Aujourd'hui, les yeux sont tournés vers le débat sur l'état de la nation au parlement qui a tous les partis hérissés de questions, de revendications et (naturellement) de critiques.

Rádio Renascença explique que «le chômage monte en flèche, les exportations chutent, le tourisme est au sommet, le service de santé s'attend à une deuxième vague de Covid-19 et il y a 45 milliards d'euros de Bruxelles à dépenser au cours des sept prochaines années.

«Entre TAP, BES et la plus profonde des crises économiques et sociales, l’État de la Nation est un véritable kaléidoscope, avec un« bloc central »officieux (de partis) en attente…»
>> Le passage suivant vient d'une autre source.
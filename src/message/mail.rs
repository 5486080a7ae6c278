use super::{has_text, require_content, require_name, require_type};
use crate::core::DestinationType;
use crate::error::{DispatchError, Result};
use std::fmt;
use std::str::FromStr;

pub const DEFAULT_SMTP_PORT: u16 = 25;

/// How the SMTP session is secured.
#[derive(Debug, Clone, Copy, PartialEq, Eq, Default)]
pub enum MailMethod {
    /// Plain SMTP with no transport security.
    #[default]
    None,
    /// Implicit TLS from the first byte.
    Ssl,
    /// Plain connection upgraded with STARTTLS.
    StartTls,
}

impl MailMethod {
    pub fn as_str(&self) -> &'static str {
        match self {
            MailMethod::None => "none",
            MailMethod::Ssl => "ssl",
            MailMethod::StartTls => "starttls",
        }
    }
}

impl fmt::Display for MailMethod {
    fn fmt(&self, f: &mut fmt::Formatter<'_>) -> fmt::Result {
        f.write_str(self.as_str())
    }
}

impl FromStr for MailMethod {
    type Err = DispatchError;

    fn from_str(s: &str) -> Result<Self> {
        match s.trim().to_ascii_lowercase().as_str() {
            "" | "none" | "plain" => Ok(MailMethod::None),
            "ssl" => Ok(MailMethod::Ssl),
            "starttls" => Ok(MailMethod::StartTls),
            _ => Err(DispatchError::validation(
                "Invalid mail method supplied. Only none, ssl and starttls are allowed",
            )),
        }
    }
}

/// A message delivered over SMTP.
#[derive(Clone, PartialEq, Eq)]
pub struct MailMessage {
    destination_name: String,
    content: String,
    host: String,
    port: u16,
    auth_enabled: bool,
    method: MailMethod,
    from: String,
    recipients: Vec<String>,
    subject: String,
    credentials: Option<(String, String)>,
}

impl MailMessage {
    pub fn builder(destination_name: impl Into<String>) -> MailMessageBuilder {
        MailMessageBuilder {
            destination_type: DestinationType::Mail,
            destination_name: destination_name.into(),
            content: None,
            host: None,
            port: None,
            auth_enabled: false,
            method: None,
            from: None,
            recipients: Vec::new(),
            subject: None,
            username: None,
            password: None,
        }
    }

    pub fn destination_name(&self) -> &str {
        &self.destination_name
    }

    pub fn content(&self) -> &str {
        &self.content
    }

    pub fn host(&self) -> &str {
        &self.host
    }

    pub fn port(&self) -> u16 {
        self.port
    }

    pub fn auth_enabled(&self) -> bool {
        self.auth_enabled
    }

    pub fn method(&self) -> MailMethod {
        self.method
    }

    pub fn from(&self) -> &str {
        &self.from
    }

    pub fn recipients(&self) -> &[String] {
        &self.recipients
    }

    pub fn subject(&self) -> &str {
        &self.subject
    }

    /// Username and password, present only when both were supplied.
    pub fn credentials(&self) -> Option<(&str, &str)> {
        self.credentials
            .as_ref()
            .map(|(u, p)| (u.as_str(), p.as_str()))
    }
}

impl fmt::Debug for MailMessage {
    fn fmt(&self, f: &mut fmt::Formatter<'_>) -> fmt::Result {
        f.debug_struct("MailMessage")
            .field("destination_name", &self.destination_name)
            .field("host", &self.host)
            .field("port", &self.port)
            .field("method", &self.method)
            .field("from", &self.from)
            .field("recipients", &self.recipients)
            .field("subject", &self.subject)
            .field("username", &self.credentials.as_ref().map(|(u, _)| u))
            .finish_non_exhaustive()
    }
}

#[derive(Debug, Clone)]
pub struct MailMessageBuilder {
    destination_type: DestinationType,
    destination_name: String,
    content: Option<String>,
    host: Option<String>,
    port: Option<u16>,
    auth_enabled: bool,
    method: Option<String>,
    from: Option<String>,
    recipients: Vec<String>,
    subject: Option<String>,
    username: Option<String>,
    password: Option<String>,
}

impl MailMessageBuilder {
    pub fn with_content(mut self, content: impl Into<String>) -> Self {
        self.content = Some(content.into());
        self
    }

    pub fn with_host(mut self, host: impl Into<String>) -> Self {
        self.host = Some(host.into());
        self
    }

    pub fn with_port(mut self, port: u16) -> Self {
        self.port = Some(port);
        self
    }

    pub fn with_auth(mut self, auth_enabled: bool) -> Self {
        self.auth_enabled = auth_enabled;
        self
    }

    pub fn with_method(mut self, method: impl Into<String>) -> Self {
        self.method = Some(method.into());
        self
    }

    pub fn with_from(mut self, from: impl Into<String>) -> Self {
        self.from = Some(from.into());
        self
    }

    pub fn with_recipients<I, S>(mut self, recipients: I) -> Self
    where
        I: IntoIterator<Item = S>,
        S: Into<String>,
    {
        self.recipients = recipients.into_iter().map(Into::into).collect();
        self
    }

    /// Accepts a comma separated recipient list.
    pub fn with_recipient_list(self, recipients: &str) -> Self {
        self.with_recipients(recipients.split(','))
    }

    pub fn with_subject(mut self, subject: impl Into<String>) -> Self {
        self.subject = Some(subject.into());
        self
    }

    pub fn with_credentials(
        mut self,
        username: impl Into<String>,
        password: impl Into<String>,
    ) -> Self {
        self.username = Some(username.into());
        self.password = Some(password.into());
        self
    }

    #[cfg(test)]
    pub(crate) fn with_type(mut self, destination_type: DestinationType) -> Self {
        self.destination_type = destination_type;
        self
    }

    pub fn build(self) -> Result<MailMessage> {
        require_name(&self.destination_name)?;
        require_type(self.destination_type, DestinationType::Mail)?;
        let content = require_content(self.content.as_deref())?.to_string();

        if !has_text(&self.host) {
            return Err(DispatchError::validation("Host name should be provided"));
        }
        if !has_text(&self.from) {
            return Err(DispatchError::validation("From address should be provided"));
        }
        let recipients: Vec<String> = self
            .recipients
            .iter()
            .map(|r| r.trim())
            .filter(|r| !r.is_empty())
            .map(str::to_string)
            .collect();
        if recipients.is_empty() {
            return Err(DispatchError::validation(
                "List of recipients should be provided",
            ));
        }

        let method = self
            .method
            .as_deref()
            .map(MailMethod::from_str)
            .transpose()?
            .unwrap_or_default();

        let credentials = if has_text(&self.username) && has_text(&self.password) {
            Some((
                self.username.unwrap_or_default(),
                self.password.unwrap_or_default(),
            ))
        } else {
            None
        };
        if self.auth_enabled && credentials.is_none() {
            return Err(DispatchError::validation(
                "Username and password are required when authentication is enabled",
            ));
        }

        let subject = match self.subject {
            Some(subject) if !subject.is_empty() => subject,
            _ => self.destination_name.clone(),
        };

        Ok(MailMessage {
            destination_name: self.destination_name,
            content,
            host: self.host.unwrap_or_default(),
            port: self.port.unwrap_or(DEFAULT_SMTP_PORT),
            auth_enabled: self.auth_enabled,
            method,
            from: self.from.unwrap_or_default(),
            recipients,
            subject,
            credentials,
        })
    }
}
//! Role assumption on top of the internal-auth base credentials.

use super::{CachedCredentialsProvider, CredentialCache, CredentialRecord};
use crate::core::{CredentialFetcher, CredentialSource};
use crate::message::TopicAuth;
use async_trait::async_trait;
use aws_credential_types::provider::SharedCredentialsProvider;
use aws_sdk_sts::config::{BehaviorVersion, Region};
use aws_sdk_sts::error::DisplayErrorContext;
use std::sync::Arc;
use std::time::Duration;
use tracing::{error, info, instrument};

const CN_NORTHWEST_1: &str = "cn-northwest-1";
const CN_NORTH_1: &str = "cn-north-1";
const GLOBAL_SIGNING_REGION: &str = "us-east-1";

/// Where STS calls go and which region they are signed for.
#[derive(Debug, Clone, PartialEq, Eq)]
pub struct StsEndpoint {
    pub host: String,
    pub signing_region: String,
}

impl StsEndpoint {
    pub fn url(&self) -> String {
        format!("https://{}", self.host)
    }
}

/// Picks the STS endpoint for a region.
///
/// The China partitions have their own hosts. Anything blank or malformed
/// falls back to the global endpoint signed for us-east-1.
pub fn sts_endpoint(region: Option<&str>) -> StsEndpoint {
    let region = region.map(str::trim).filter(|r| is_region_name(r));
    match region {
        Some(CN_NORTHWEST_1) => StsEndpoint {
            host: "sts.cn-northwest-1.amazonaws.com.cn".to_string(),
            signing_region: CN_NORTHWEST_1.to_string(),
        },
        Some(CN_NORTH_1) => StsEndpoint {
            host: "sts.cn-north-1.amazonaws.com.cn".to_string(),
            signing_region: CN_NORTH_1.to_string(),
        },
        Some(region) => StsEndpoint {
            host: format!("sts.{region}.amazonaws.com"),
            signing_region: region.to_string(),
        },
        None => {
            info!("Region not provided, defaulting to global STS endpoint");
            StsEndpoint {
                host: "sts.amazonaws.com".to_string(),
                signing_region: GLOBAL_SIGNING_REGION.to_string(),
            }
        }
    }
}

fn is_region_name(region: &str) -> bool {
    !region.is_empty()
        && region
            .chars()
            .all(|c| c.is_ascii_lowercase() || c.is_ascii_digit() || c == '-')
}

/// Calls `AssumeRole` for one target role.
pub struct AssumeRoleFetcher {
    client: aws_sdk_sts::Client,
    role_arn: String,
    session_name: String,
}

impl AssumeRoleFetcher {
    pub fn new(client: aws_sdk_sts::Client, role_arn: String, session_name: String) -> Self {
        Self {
            client,
            role_arn,
            session_name,
        }
    }
}

#[async_trait]
impl CredentialFetcher for AssumeRoleFetcher {
    #[instrument(skip(self), fields(role_arn = %self.role_arn))]
    async fn fetch(&self) -> Option<CredentialRecord> {
        let output = match self
            .client
            .assume_role()
            .role_arn(&self.role_arn)
            .role_session_name(&self.session_name)
            .send()
            .await
        {
            Ok(output) => output,
            Err(e) => {
                error!(error = %DisplayErrorContext(&e), "AssumeRole call failed");
                return None;
            }
        };

        let credentials = output.credentials()?;
        Some(CredentialRecord {
            access_key: credentials.access_key_id().to_string(),
            secret_key: credentials.secret_access_key().to_string(),
            session_token: credentials.session_token().to_string(),
            expiry_epoch_millis: credentials.expiration().to_millis().unwrap_or_default(),
        })
    }
}

/// Serves role-based auth by assuming the role with internal-auth credentials.
pub struct AssumeRoleSource {
    base: Arc<CredentialCache>,
    endpoint: StsEndpoint,
    session_name: String,
    buffer: Duration,
}

impl AssumeRoleSource {
    pub fn new(
        base: Arc<CredentialCache>,
        endpoint: StsEndpoint,
        session_name: impl Into<String>,
        buffer: Duration,
    ) -> Self {
        Self {
            base,
            endpoint,
            session_name: session_name.into(),
            buffer,
        }
    }

    pub fn endpoint(&self) -> &StsEndpoint {
        &self.endpoint
    }

    fn sts_client(&self) -> aws_sdk_sts::Client {
        let config = aws_sdk_sts::Config::builder()
            .behavior_version(BehaviorVersion::latest())
            .region(Region::new(self.endpoint.signing_region.clone()))
            .endpoint_url(self.endpoint.url())
            .credentials_provider(CachedCredentialsProvider::new(self.base.clone()))
            .build();
        aws_sdk_sts::Client::from_conf(config)
    }
}

#[async_trait]
impl CredentialSource for AssumeRoleSource {
    fn name(&self) -> &'static str {
        "internal-auth-assume-role"
    }

    async fn provider(&self, auth: &TopicAuth) -> Option<SharedCredentialsProvider> {
        let TopicAuth::Role(role_arn) = auth else {
            return None;
        };
        if self.base.get().await.is_none() {
            info!("Could not fetch credentials from internal service to assume role");
            return None;
        }

        info!(role_arn = %role_arn, sts = %self.endpoint.host, "Assuming role through STS");
        let fetcher = AssumeRoleFetcher::new(
            self.sts_client(),
            role_arn.clone(),
            self.session_name.clone(),
        );
        let cache = CredentialCache::with_buffer("sts-assume-role", Arc::new(fetcher), self.buffer);
        Some(SharedCredentialsProvider::new(
            CachedCredentialsProvider::new(Arc::new(cache)),
        ))
    }
}
//! In-memory fakes for every network seam.
//!
//! Enabled for unit tests and, through the `test-utils` feature, for the
//! integration tests under `tests/`.

use crate::core::{
    CredentialFetcher, CredentialSource, DestinationResponse, DestinationType, HostResolver,
    HttpExecutor, MailSender, PublishReceipt, TopicClient, TopicClientFactory,
};
use crate::credentials::CredentialRecord;
use crate::destinations::DestinationFactory;
use crate::error::{DispatchError, Result};
use crate::message::{MailMessage, Message, TopicAuth};
use crate::transport::{HttpRequest, RawResponse};
use async_trait::async_trait;
use aws_credential_types::provider::SharedCredentialsProvider;
use aws_credential_types::Credentials;
use std::collections::HashMap;
use std::net::IpAddr;
use std::sync::atomic::{AtomicUsize, Ordering};
use std::sync::{Arc, Mutex};
use std::time::Duration;

/// Resolves from a fixed table. Unknown hosts fail to resolve.
#[derive(Default)]
pub struct FakeHostResolver {
    hosts: HashMap<String, Vec<IpAddr>>,
    lookups: AtomicUsize,
}

impl FakeHostResolver {
    pub fn new() -> Self {
        Self::default()
    }

    /// Answers `host` with `ips`. Panics on a malformed address.
    pub fn with_host(mut self, host: &str, ips: &[&str]) -> Self {
        let ips = ips
            .iter()
            .map(|ip| ip.parse().expect("fake resolver address"))
            .collect();
        self.hosts.insert(host.to_ascii_lowercase(), ips);
        self
    }

    pub fn lookups(&self) -> usize {
        self.lookups.load(Ordering::SeqCst)
    }
}

#[async_trait]
impl HostResolver for FakeHostResolver {
    async fn resolve(&self, host: &str) -> Result<Vec<IpAddr>> {
        self.lookups.fetch_add(1, Ordering::SeqCst);
        let host = host.trim_start_matches('[').trim_end_matches(']');
        if let Ok(ip) = host.parse::<IpAddr>() {
            return Ok(vec![ip]);
        }
        self.hosts
            .get(&host.to_ascii_lowercase())
            .cloned()
            .ok_or_else(|| DispatchError::Resolution(format!("no fake answer for {host}")))
    }
}

/// Answers every request with the same status and body and keeps the requests.
pub struct RecordingHttpExecutor {
    status: u16,
    body: Option<String>,
    requests: Mutex<Vec<HttpRequest>>,
}

impl RecordingHttpExecutor {
    pub fn responding(status: u16, body: Option<&str>) -> Self {
        Self {
            status,
            body: body.map(str::to_string),
            requests: Mutex::new(Vec::new()),
        }
    }

    pub fn requests(&self) -> Vec<HttpRequest> {
        self.requests.lock().unwrap().clone()
    }
}

#[async_trait]
impl HttpExecutor for RecordingHttpExecutor {
    async fn execute(&self, request: HttpRequest) -> Result<RawResponse> {
        self.requests.lock().unwrap().push(request);
        Ok(RawResponse {
            status: self.status,
            body: self.body.clone(),
        })
    }
}

/// Issues short-lived records and counts how often it was asked.
pub struct CountingCredentialFetcher {
    validity: Option<Duration>,
    delay: Duration,
    count: AtomicUsize,
}

impl CountingCredentialFetcher {
    /// Every fetch yields a record expiring `validity` from now.
    pub fn valid_for(validity: Duration) -> Self {
        Self {
            validity: Some(validity),
            delay: Duration::ZERO,
            count: AtomicUsize::new(0),
        }
    }

    /// Every fetch yields nothing.
    pub fn empty() -> Self {
        Self {
            validity: None,
            delay: Duration::ZERO,
            count: AtomicUsize::new(0),
        }
    }

    /// Sleeps before answering so concurrent callers overlap.
    pub fn with_delay(mut self, delay: Duration) -> Self {
        self.delay = delay;
        self
    }

    pub fn count(&self) -> usize {
        self.count.load(Ordering::SeqCst)
    }
}

#[async_trait]
impl CredentialFetcher for CountingCredentialFetcher {
    async fn fetch(&self) -> Option<CredentialRecord> {
        let n = self.count.fetch_add(1, Ordering::SeqCst) + 1;
        if !self.delay.is_zero() {
            tokio::time::sleep(self.delay).await;
        }
        let validity = self.validity?;
        let expiry = chrono::Utc::now() + chrono::Duration::from_std(validity).ok()?;
        Some(CredentialRecord {
            access_key: "ASIATEST".to_string(),
            secret_key: format!("secret-{n}"),
            session_token: format!("token-{n}"),
            expiry_epoch_millis: expiry.timestamp_millis(),
        })
    }
}

/// A chain entry that either always declines or always serves fixed keys.
pub struct FakeCredentialSource {
    name: &'static str,
    keys: Option<(String, String)>,
    calls: AtomicUsize,
}

impl FakeCredentialSource {
    pub fn empty(name: &'static str) -> Self {
        Self {
            name,
            keys: None,
            calls: AtomicUsize::new(0),
        }
    }

    pub fn with_keys(name: &'static str, access_key: &str, secret_key: &str) -> Self {
        Self {
            name,
            keys: Some((access_key.to_string(), secret_key.to_string())),
            calls: AtomicUsize::new(0),
        }
    }

    pub fn calls(&self) -> usize {
        self.calls.load(Ordering::SeqCst)
    }
}

#[async_trait]
impl CredentialSource for FakeCredentialSource {
    fn name(&self) -> &'static str {
        self.name
    }

    async fn provider(&self, _auth: &TopicAuth) -> Option<SharedCredentialsProvider> {
        self.calls.fetch_add(1, Ordering::SeqCst);
        let (access_key, secret_key) = self.keys.clone()?;
        Some(SharedCredentialsProvider::new(Credentials::new(
            access_key, secret_key, None, None, self.name,
        )))
    }
}

/// One publish seen by a [`FakeTopicClient`].
#[derive(Debug, Clone, PartialEq, Eq)]
pub struct PublishedMessage {
    pub region: String,
    pub topic_arn: String,
    pub message: String,
    pub subject: Option<String>,
}

/// Builds [`FakeTopicClient`]s that all record into one shared log.
pub struct RecordingTopicClientFactory {
    message_id: String,
    built_regions: Mutex<Vec<String>>,
    published: Arc<Mutex<Vec<PublishedMessage>>>,
}

impl Default for RecordingTopicClientFactory {
    fn default() -> Self {
        Self::new()
    }
}

impl RecordingTopicClientFactory {
    pub fn new() -> Self {
        Self {
            message_id: "message-1".to_string(),
            built_regions: Mutex::new(Vec::new()),
            published: Arc::new(Mutex::new(Vec::new())),
        }
    }

    /// The id every built client reports; empty simulates a missing id.
    pub fn with_message_id(mut self, message_id: &str) -> Self {
        self.message_id = message_id.to_string();
        self
    }

    pub fn published(&self) -> Vec<PublishedMessage> {
        self.published.lock().unwrap().clone()
    }

    pub fn built_regions(&self) -> Vec<String> {
        self.built_regions.lock().unwrap().clone()
    }

    pub fn build_count(&self) -> usize {
        self.built_regions.lock().unwrap().len()
    }
}

impl TopicClientFactory for RecordingTopicClientFactory {
    fn build(&self, region: &str, _credentials: SharedCredentialsProvider) -> Arc<dyn TopicClient> {
        self.built_regions.lock().unwrap().push(region.to_string());
        Arc::new(FakeTopicClient {
            region: region.to_string(),
            message_id: self.message_id.clone(),
            published: self.published.clone(),
        })
    }
}

pub struct FakeTopicClient {
    region: String,
    message_id: String,
    published: Arc<Mutex<Vec<PublishedMessage>>>,
}

#[async_trait]
impl TopicClient for FakeTopicClient {
    async fn publish(
        &self,
        topic_arn: &str,
        message: &str,
        subject: Option<&str>,
    ) -> Result<PublishReceipt> {
        self.published.lock().unwrap().push(PublishedMessage {
            region: self.region.clone(),
            topic_arn: topic_arn.to_string(),
            message: message.to_string(),
            subject: subject.map(str::to_string),
        });
        Ok(PublishReceipt {
            message_id: self.message_id.clone(),
            status_code: 200,
        })
    }
}

/// A factory that answers with a fixed response.
pub struct StaticDestinationFactory {
    destination_type: DestinationType,
    response: DestinationResponse,
    calls: AtomicUsize,
}

impl StaticDestinationFactory {
    pub fn new(destination_type: DestinationType, status_code: u16, content: &str) -> Self {
        Self {
            destination_type,
            response: DestinationResponse::new(status_code, content),
            calls: AtomicUsize::new(0),
        }
    }

    pub fn calls(&self) -> usize {
        self.calls.load(Ordering::SeqCst)
    }
}

#[async_trait]
impl DestinationFactory for StaticDestinationFactory {
    fn destination_type(&self) -> DestinationType {
        self.destination_type
    }

    async fn publish(&self, _message: &Message) -> Result<DestinationResponse> {
        self.calls.fetch_add(1, Ordering::SeqCst);
        Ok(self.response.clone())
    }
}

/// Keeps sent mail in memory, or fails every send with a fixed error.
#[derive(Default)]
pub struct RecordingMailSender {
    failure: Option<String>,
    sent: Mutex<Vec<MailMessage>>,
}

impl RecordingMailSender {
    pub fn new() -> Self {
        Self::default()
    }

    pub fn failing(error: &str) -> Self {
        Self {
            failure: Some(error.to_string()),
            sent: Mutex::new(Vec::new()),
        }
    }

    pub fn sent(&self) -> Vec<MailMessage> {
        self.sent.lock().unwrap().clone()
    }
}

#[async_trait]
impl MailSender for RecordingMailSender {
    async fn send(&self, message: &MailMessage) -> Result<()> {
        if let Some(error) = &self.failure {
            return Err(DispatchError::Messaging(error.clone()));
        }
        self.sent.lock().unwrap().push(message.clone());
        Ok(())
    }
}
//! A client for the local internal-auth credential endpoint.

use super::CredentialRecord;
use crate::config::CredentialsConfig;
use crate::core::CredentialFetcher;
use anyhow::{bail, Context, Result};
use async_trait::async_trait;
use reqwest::{StatusCode, Url};
use std::time::Duration;
use tracing::{debug, error, instrument};

/// Fetches base credentials from `/_internal/auth` for one policy.
pub struct InternalAuthClient {
    client: reqwest::Client,
    endpoint: Url,
}

impl InternalAuthClient {
    pub fn from_config(config: &CredentialsConfig) -> Result<Self> {
        let mut endpoint = Url::parse(&format!(
            "http://{}:{}/_internal/auth",
            config.internal_auth_host, config.internal_auth_port
        ))
        .context("invalid internal auth endpoint")?;
        endpoint
            .query_pairs_mut()
            .append_pair("policy_id", &config.policy_id);

        let client = reqwest::Client::builder()
            .connect_timeout(Duration::from_millis(config.connect_timeout_ms))
            .timeout(Duration::from_millis(config.request_timeout_ms))
            .pool_max_idle_per_host(5)
            .build()
            .context("failed to build internal auth HTTP client")?;

        Ok(Self { client, endpoint })
    }

    pub fn endpoint(&self) -> &Url {
        &self.endpoint
    }

    async fn request(&self) -> Result<CredentialRecord> {
        let response = self.client.get(self.endpoint.clone()).send().await?;
        if response.status() != StatusCode::OK {
            bail!(
                "Request to internal auth failed with status {}",
                response.status()
            );
        }
        let body = response.text().await?;
        let record: CredentialRecord =
            serde_json::from_str(&body).context("Error parsing internal auth credentials")?;
        Ok(record)
    }
}

#[async_trait]
impl CredentialFetcher for InternalAuthClient {
    #[instrument(skip(self), fields(endpoint = %self.endpoint))]
    async fn fetch(&self) -> Option<CredentialRecord> {
        match self.request().await {
            Ok(record) if record.is_valid() => Some(record),
            Ok(_) => {
                debug!("Internal auth returned an empty credential document");
                None
            }
            Err(e) => {
                error!(error = %e, "Could not fetch credentials from internal auth");
                None
            }
        }
    }
}

#[cfg(test)]
mod tests {
    use super::*;
    use serde_json::json;
    use wiremock::matchers::{method, path, query_param};
    use wiremock::{Mock, MockServer, ResponseTemplate};

    async fn client_for(server: &MockServer) -> InternalAuthClient {
        let address = server.address();
        let config = CredentialsConfig {
            internal_auth_host: address.ip().to_string(),
            internal_auth_port: address.port(),
            ..Default::default()
        };
        InternalAuthClient::from_config(&config).unwrap()
    }

    #[tokio::test]
    async fn test_fetch_parses_credentials() {
        // Arrange
        let server = MockServer::start().await;
        Mock::given(method("GET"))
            .and(path("/_internal/auth"))
            .and(query_param("policy_id", "AR"))
            .respond_with(ResponseTemplate::new(200).set_body_json(json!({
                "access_key": "ASIA1",
                "secret_key": "s",
                "session_token": "t",
                "expiry": 1_900_000_000_000_i64
            })))
            .expect(1)
            .mount(&server)
            .await;
        let client = client_for(&server).await;

        // Act
        let record = client.fetch().await;

        // Assert
        let record = record.expect("credentials");
        assert_eq!(record.access_key, "ASIA1");
        assert_eq!(record.expiry_epoch_millis, 1_900_000_000_000);
    }

    #[tokio::test]
    async fn test_non_ok_status_yields_nothing() {
        let server = MockServer::start().await;
        Mock::given(method("GET"))
            .respond_with(ResponseTemplate::new(201).set_body_json(json!({
                "access_key": "ASIA1", "secret_key": "s", "session_token": "t", "expiry": 1
            })))
            .mount(&server)
            .await;
        let client = client_for(&server).await;

        assert!(client.fetch().await.is_none());
    }

    #[tokio::test]
    async fn test_malformed_body_yields_nothing() {
        let server = MockServer::start().await;
        Mock::given(method("GET"))
            .respond_with(ResponseTemplate::new(200).set_body_string("not json"))
            .mount(&server)
            .await;
        let client = client_for(&server).await;

        assert!(client.fetch().await.is_none());
    }
}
Attendre pour quoi? Eh bien, il semble qu'ils attendent de voir comment le gouvernement minoritaire PS – qui doit encore garder ses alliés proches – propose de sortir le Portugal de son trou actuel.

La gauche est catégorique sur le fait que cela ne peut pas être avec l'austérité; le centre-droit veut être assuré que l'argent (d'où qu'il vienne) est bien dépensé.

Et jusqu'à présent, les «griffes de l’opposition» n’ont pas vraiment été «relâchées».

Selon RR, tout au long de la pandémie, le PSD (toujours le principal parti de l’opposition) a «soutenu» le gouvernement – laissant même passer son budget supplémentaire (provoqué par le virus) sans contestation.

Mais maintenant, nous approchons rapidement de la fin d’une année 2020 désastreuse et d’une nouvelle année où il y aura des élections présidentielles et municipales.

Il est temps de comprendre la «direction», et c’est ce sur quoi porte le débat d’aujourd’hui (en cours au parlement au moment où nous écrivons ce texte).

Nous savons que le PS travaille sur un plan de relance qui sera présenté à Bruxelles (ne serait-ce que sous forme de grandes lignes) d'ici octobre. Mais les députés veulent savoir ce que cela impliquera. La TAP sera-t-elle en ligne pour «encore plus de financement» au-delà des 1,2 milliard d’euros promis? Combien de licenciements y aura-t-il? À quoi ressemblera la compagnie aérienne une fois qu'elle aura été «rationalisée»?

Et puis il y a les questions des «cas de corruption très médiatisés» (contrats BES, Marquês et EDP avec CMEC pour n’en citer que trois). Quand «auront-ils leur journée au tribunal»?

Comment le Portugal doit-il se préparer à une éventuelle «deuxième vague» du virus (s’il ne peut effectivement plus y avoir de verrouillage, comme l’a déjà affirmé le Premier ministre Costa)?

Selon RR: «Avec le trou dans les comptes publics provoqué par la pandémie et la menace d'apparition de nouveaux trous, les milliards annoncés par Bruxelles ne permettent aucune tranquillité.

«Plus que jamais, le climat est incertain…»

Des mises à jour sur le débat sur «l'état de la nation» à venir ce week-end.